DNA purba yang ditemukan dalam tubuh yang terbungkus abu itu mengeras karena waktu. Temuan ini diterbitkan dalam jurnal Scientific Reports.
Dua orang itu pertama kali ditemukan pada 1933 di Casa del Fabbro atau Rumah Perajin. Mereka tertumpuk di pojok ruang makan dan diperkirakan mereka sedang makan siang ketika erupsi terjadi pada 24 Agustus tahun 79.
Salah satu penelitian terbaru menyatakan awan abu besar dari erupsi Gunung Vesuvius menewaskan para penduduk kota kurang dari 20 menit setelah erupsi terjadi.
Menurut ahli antropologi Dr Serena Viva dari Universitas Salenton, dua korban itu tidak berusaha melarikan diri dari terjangan abu vulkanik.
"Dari posisi (jasad mereka) tampaknya mereka tidak lari," ujar Viva kepada Inside Science BBC Radio 4.
"Jawaban mengapa mereka tidak lari bisa dikaitkan dengan kondisi kesehatan mereka," lanjutnya, dikutip dari laman BBC, Senin (30/5).
Petunjuk terkait kondisi dua orang tersebut terungkap dalam penelitian baru tulang belulang mereka.
"Pertama kali kami memeriksanya, dan kelihatannya menjanjikan, jadi kami memutuskan untuk mencoba (ekstraksi DNA)," jelas pemimpin penelitian, Profesor Gabriele Scorrano dari Lundbeck GeoGenetics Kopenhagen.
Penelitian genetik mengungkapkan, kerangka pria tersebut berisi DNA dari bakteri penyebab tuberkolosis. Sehingga para peneliti memperkirakan pria ini terkena penyakit tuberkolosis sebelum kematiannya. Dan sebuah fragmen tulang di dasar tengkoraknya mengandung cukup DNA utuh untuk menyusun seluruh kode genetiknya.
Ini menunjukkan pria itu memiliki "penanda genetik" yang sama - atau titik referensi yang dapat dikenali dalam kode genetiknya - dengan individu lain yang tinggal di Italia selama zaman Kekaisaran Romawi. Tetapi dia juga memiliki sekelompok gen yang biasa ditemukan di pulau Sardinia, yang menunjukkan bahwa mungkin ada keragaman genetik tingkat tinggi di seluruh Semenanjung Italia pada saat itu.
Harta karun
Profesor Scorrano mengatakan masih banyak hal yang perlu dipelajari terkait biologi Pompeii - termasuk dari DNA lingkungan purba, yang dapat mengungkapkan lebih banyak tentang keanekaragaman hayati pada masa itu.

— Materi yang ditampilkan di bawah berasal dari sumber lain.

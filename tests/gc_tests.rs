use std::time::{Duration, SystemTime};

use upload_assembler::upload::GarbageCollector;

const HOUR: Duration = Duration::from_secs(3600);

fn make_upload_dir(root: &std::path::Path, name: &str) {
    let dir = root.join(name);
    std::fs::create_dir_all(&dir).unwrap();
    std::fs::write(dir.join("0"), b"fragment").unwrap();
    std::fs::write(dir.join("1"), b"fragment").unwrap();
}

#[tokio::test]
async fn test_sweep_removes_expired_directories() {
    let dir = tempfile::tempdir().unwrap();
    make_upload_dir(dir.path(), "abandoned");
    let gc = GarbageCollector::new(dir.path(), 1.0, HOUR);

    let stats = gc.sweep_at(SystemTime::now() + 2 * HOUR).await;

    assert_eq!(stats.scanned, 1);
    assert_eq!(stats.removed, 1);
    assert_eq!(stats.failed, 0);
    assert!(!dir.path().join("abandoned").exists());
}

#[tokio::test]
async fn test_sweep_keeps_fresh_directories() {
    let dir = tempfile::tempdir().unwrap();
    make_upload_dir(dir.path(), "in-progress");
    let gc = GarbageCollector::new(dir.path(), 1.0, HOUR);

    let stats = gc.sweep().await;

    assert_eq!(stats.scanned, 1);
    assert_eq!(stats.removed, 0);
    assert!(dir.path().join("in-progress").join("0").exists());
}

#[tokio::test]
async fn test_sweep_skips_plain_files() {
    let dir = tempfile::tempdir().unwrap();
    std::fs::write(dir.path().join("stray-file"), b"not an upload").unwrap();
    let gc = GarbageCollector::new(dir.path(), 1.0, HOUR);

    let stats = gc.sweep_at(SystemTime::now() + 2 * HOUR).await;

    assert_eq!(stats.scanned, 0);
    assert_eq!(stats.removed, 0);
    assert!(dir.path().join("stray-file").exists());
}

#[tokio::test]
async fn test_sweep_of_missing_root_is_not_fatal() {
    let dir = tempfile::tempdir().unwrap();
    let gc = GarbageCollector::new(dir.path().join("missing"), 1.0, HOUR);

    let stats = gc.sweep().await;
    assert_eq!(stats.removed, 0);
    assert_eq!(stats.failed, 1);
}

#[tokio::test]
async fn test_maybe_run_with_certain_probability_sweeps() {
    let dir = tempfile::tempdir().unwrap();
    make_upload_dir(dir.path(), "fresh");
    let gc = GarbageCollector::new(dir.path(), 1.0, HOUR);

    let stats = gc.maybe_run().await.expect("probability 1 always sweeps");
    assert_eq!(stats.scanned, 1);
    assert_eq!(stats.removed, 0);
}

#[tokio::test]
async fn test_maybe_run_with_zero_probability_never_sweeps() {
    let dir = tempfile::tempdir().unwrap();
    let gc = GarbageCollector::new(dir.path(), 0.0, HOUR);

    for _ in 0..100 {
        assert!(gc.maybe_run().await.is_none());
    }
}

#[tokio::test]
async fn test_periodic_sweeper_runs_on_interval() {
    let dir = tempfile::tempdir().unwrap();
    make_upload_dir(dir.path(), "old");
    // Let the directory age past a zero expiry.
    tokio::time::sleep(Duration::from_millis(50)).await;
    let gc = std::sync::Arc::new(GarbageCollector::new(dir.path(), 1.0, Duration::ZERO));

    let handle = gc.spawn_periodic(Duration::from_millis(20));
    for _ in 0..100 {
        if !dir.path().join("old").exists() {
            break;
        }
        tokio::time::sleep(Duration::from_millis(20)).await;
    }
    handle.abort();

    assert!(!dir.path().join("old").exists());
}
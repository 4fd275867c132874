use std::str::FromStr;
use std::sync::Arc;

use axum::extract::multipart::{Field, MultipartError};
use axum::extract::{FromRequest, Multipart, Path, Request, State};
use axum::http::header::CONTENT_TYPE;
use axum::response::Response;
use axum::Json;

use crate::api::response::{upload_result, ApiError, AppForm, JSend};
use crate::upload::{CombineRequest, FilePart, UploadRequest};
use crate::AppState;

// ============================================================================
// Handlers
// ============================================================================

/// Receive a whole file or one fragment of a chunked upload.
pub async fn upload_file(
    State(state): State<Arc<AppState>>,
    request: Request,
) -> Result<Response, ApiError> {
    let content_type = request
        .headers()
        .get(CONTENT_TYPE)
        .and_then(|v| v.to_str().ok())
        .map(str::to_string);

    // Non-multipart bodies are left unread; the coordinator rejects them.
    let upload = match content_type.as_deref() {
        Some(ct) if ct.trim().to_lowercase().starts_with("multipart/") => {
            let multipart = Multipart::from_request(request, &state)
                .await
                .map_err(|e| ApiError::bad_request(format!("Invalid multipart data: {}", e.body_text())))?;
            read_upload_request(multipart, &state.config.upload.input_field_name).await?
        }
        _ => UploadRequest::default(),
    };

    let uuid = upload.uuid.clone();
    let result = state
        .uploads
        .handle_upload(content_type.as_deref(), upload)
        .await;

    Ok(upload_result(uuid, result))
}

/// Finalize a chunked upload once every fragment has been sent.
pub async fn combine_upload(
    State(state): State<Arc<AppState>>,
    AppForm(request): AppForm<CombineRequest>,
) -> Response {
    let uuid = request.uuid.clone();
    let result = state.uploads.combine(request).await;
    upload_result(uuid, result)
}

pub async fn delete_upload(
    State(state): State<Arc<AppState>>,
    Path(uuid): Path<String>,
) -> Result<Json<JSend<()>>, ApiError> {
    state.uploads.delete(&uuid).await?;
    Ok(JSend::success(()))
}

// ============================================================================
// Helpers
// ============================================================================

async fn read_upload_request(
    mut multipart: Multipart,
    input_field_name: &str,
) -> Result<UploadRequest, ApiError> {
    let mut upload = UploadRequest::default();

    while let Some(field) = multipart.next_field().await.map_err(multipart_error)? {
        let field_name = field.name().unwrap_or("").to_string();

        match field_name.as_str() {
            name if name == input_field_name => {
                let file_name = field.file_name().map(|s| s.to_string());
                let content_type = field.content_type().map(|s| s.to_string());
                let data = field.bytes().await.map_err(multipart_error)?;
                upload.file = Some(FilePart {
                    file_name,
                    content_type,
                    data,
                });
            }
            "qqfilename" => {
                upload.filename = Some(text_field(field, "qqfilename").await?);
            }
            "qquuid" => {
                upload.uuid = text_field(field, "qquuid").await?;
            }
            "qqtotalparts" => {
                upload.total_parts = number_field(field, "qqtotalparts").await?;
            }
            "qqpartindex" => {
                upload.part_index = number_field(field, "qqpartindex").await?;
            }
            "qqtotalfilesize" => {
                upload.total_file_size = Some(number_field(field, "qqtotalfilesize").await?);
            }
            _ => {
                // Ignore unknown fields (qqpartbyteoffset, qqchunksize, ...)
            }
        }
    }

    Ok(upload)
}

async fn text_field(field: Field<'_>, name: &str) -> Result<String, ApiError> {
    field
        .text()
        .await
        .map_err(|e| ApiError::bad_request(format!("Invalid {name}: {e}")))
}

async fn number_field<T: FromStr>(field: Field<'_>, name: &str) -> Result<T, ApiError> {
    let text = text_field(field, name).await?;
    text.trim()
        .parse()
        .map_err(|_| ApiError::bad_request(format!("{name} must be a non-negative integer")))
}

fn multipart_error(e: MultipartError) -> ApiError {
    let status = e.status();
    ApiError::Fail(status, format!("Invalid multipart data: {}", e.body_text()))
}
use std::sync::Arc;

use dashmap::DashMap;
use tokio::sync::{Mutex, OwnedMutexGuard};

/// Keyed lock table: one async mutex per upload id, pruned once unused.
#[derive(Default)]
pub struct UploadLocks {
    locks: DashMap<String, Arc<Mutex<()>>>,
}

impl UploadLocks {
    pub fn new() -> Self {
        Self::default()
    }

    /// Wait for exclusive access to `upload_id`.
    pub async fn acquire(&self, upload_id: &str) -> UploadLockGuard<'_> {
        let lock = Arc::clone(self.locks.entry(upload_id.to_string()).or_default().value());
        let guard = lock.lock_owned().await;
        UploadLockGuard {
            guard: Some(guard),
            table: self,
            upload_id: upload_id.to_string(),
        }
    }

    /// Number of ids with a live lock entry.
    pub fn len(&self) -> usize {
        self.locks.len()
    }

    pub fn is_empty(&self) -> bool {
        self.locks.is_empty()
    }
}

pub struct UploadLockGuard<'a> {
    guard: Option<OwnedMutexGuard<()>>,
    table: &'a UploadLocks,
    upload_id: String,
}

impl Drop for UploadLockGuard<'_> {
    fn drop(&mut self) {
        drop(self.guard.take());
        // Only the table's own reference left means no holder and no waiter.
        self.table
            .locks
            .remove_if(&self.upload_id, |_, lock| Arc::strong_count(lock) == 1);
    }
}
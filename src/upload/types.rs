use bytes::Bytes;
use serde::{Deserialize, Serialize};

use super::policy::sanitize_filename;
use super::UploadError;

/// The file part of a multipart upload request.
#[derive(Debug, Clone)]
pub struct FilePart {
    /// Filename the multipart part declared for itself
    pub file_name: Option<String>,
    pub content_type: Option<String>,
    pub data: Bytes,
}

/// Protocol fields of one upload request (`qq*` fields plus the file part).
#[derive(Debug, Clone)]
pub struct UploadRequest {
    /// `qqfilename`
    pub filename: Option<String>,
    /// `qquuid`
    pub uuid: String,
    /// `qqtotalparts`, 1 for a whole-file upload
    pub total_parts: u32,
    /// `qqpartindex`
    pub part_index: u32,
    /// `qqtotalfilesize`
    pub total_file_size: Option<u64>,
    pub file: Option<FilePart>,
}

impl Default for UploadRequest {
    fn default() -> Self {
        Self {
            filename: None,
            uuid: String::new(),
            total_parts: 1,
            part_index: 0,
            total_file_size: None,
            file: None,
        }
    }
}

impl UploadRequest {
    /// Client filename, falling back to the file part's own name.
    pub fn name(&self) -> Option<String> {
        self.filename
            .as_deref()
            .or_else(|| self.file.as_ref().and_then(|f| f.file_name.as_deref()))
            .and_then(sanitize_filename)
    }

    /// MIME type of the file part, guessed from the filename when the client
    /// sent none or only the generic binary type.
    pub fn mime_type(&self) -> Option<String> {
        self.file
            .as_ref()
            .and_then(|f| f.content_type.clone())
            .filter(|ct| ct != "application/octet-stream")
            .or_else(|| {
                self.name()
                    .and_then(|n| mime_guess::from_path(n).first())
                    .map(|m| m.to_string())
            })
            .or_else(|| self.file.as_ref().and_then(|f| f.content_type.clone()))
    }
}

/// Form body of the finalize call that assembles a chunked upload.
#[derive(Debug, Clone, Deserialize)]
pub struct CombineRequest {
    #[serde(rename = "qquuid")]
    pub uuid: String,
    #[serde(rename = "qqfilename", default)]
    pub filename: Option<String>,
    #[serde(rename = "qqtotalparts", default = "default_total_parts")]
    pub total_parts: u32,
    #[serde(rename = "qqtotalfilesize", default)]
    pub total_file_size: Option<u64>,
}

fn default_total_parts() -> u32 {
    1
}

/// Response body understood by upload widgets.
#[derive(Debug, Clone, PartialEq, Serialize, Deserialize)]
#[serde(rename_all = "camelCase")]
pub struct UploadResponse {
    pub success: bool,
    pub uuid: String,
    #[serde(default, skip_serializing_if = "Option::is_none")]
    pub error: Option<String>,
    #[serde(default, skip_serializing_if = "Option::is_none")]
    pub prevent_retry: Option<bool>,
    #[serde(default, skip_serializing_if = "Option::is_none")]
    pub upload_name: Option<String>,
}

impl UploadResponse {
    pub fn success(uuid: impl Into<String>, upload_name: Option<String>) -> Self {
        Self {
            success: true,
            uuid: uuid.into(),
            error: None,
            prevent_retry: None,
            upload_name,
        }
    }

    pub fn failure(uuid: impl Into<String>, error: &UploadError) -> Self {
        Self {
            success: false,
            uuid: uuid.into(),
            error: Some(error.to_string()),
            prevent_retry: error.prevent_retry().then_some(true),
            upload_name: None,
        }
    }
}

#[cfg(test)]
mod tests {
    use super::*;

    #[test]
    fn test_success_response_omits_error_fields() {
        let json = serde_json::to_value(UploadResponse::success("U1", Some("a.txt".into()))).unwrap();
        assert_eq!(
            json,
            serde_json::json!({ "success": true, "uuid": "U1", "uploadName": "a.txt" })
        );
    }

    #[test]
    fn test_size_failure_sets_prevent_retry() {
        let err = UploadError::TooLarge { limit: 10 };
        let json = serde_json::to_value(UploadResponse::failure("U1", &err)).unwrap();
        assert_eq!(json["success"], false);
        assert_eq!(json["preventRetry"], true);
        assert_eq!(json["error"], "File is too large. The limit is 10 bytes.");

        let json = serde_json::to_value(UploadResponse::failure("U1", &UploadError::EmptyFile)).unwrap();
        assert!(json.get("preventRetry").is_none());
    }

    #[test]
    fn test_name_falls_back_to_part_filename() {
        let request = UploadRequest {
            file: Some(FilePart {
                file_name: Some("C:\\docs\\scan.PNG".to_string()),
                content_type: Some("application/octet-stream".to_string()),
                data: Bytes::from_static(b"x"),
            }),
            ..Default::default()
        };
        assert_eq!(request.name().as_deref(), Some("scan.PNG"));
        assert_eq!(request.mime_type().as_deref(), Some("image/png"));
    }

    #[test]
    fn test_combine_request_defaults() {
        let request: CombineRequest = serde_json::from_value(serde_json::json!({ "qquuid": "U1" })).unwrap();
        assert_eq!(request.total_parts, 1);
        assert!(request.filename.is_none());
    }
}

"Pompeii seperti sebuah pulau Romawi," ujarnya.
"Kita punya gambaran soal satu hari yang berlangsung pada tahun 79 Masehi."
Viva menambahkan, setiap jasad manusia di Pompeei merupakan "harta karun".
"Orang-orang ini saksi bisu salah satu peristiwa bersejarah paling terkenal di dunia," ujarnya.
"Bekerja dengan mereka sangat emosional dan sebuah privilese besar bagi saya."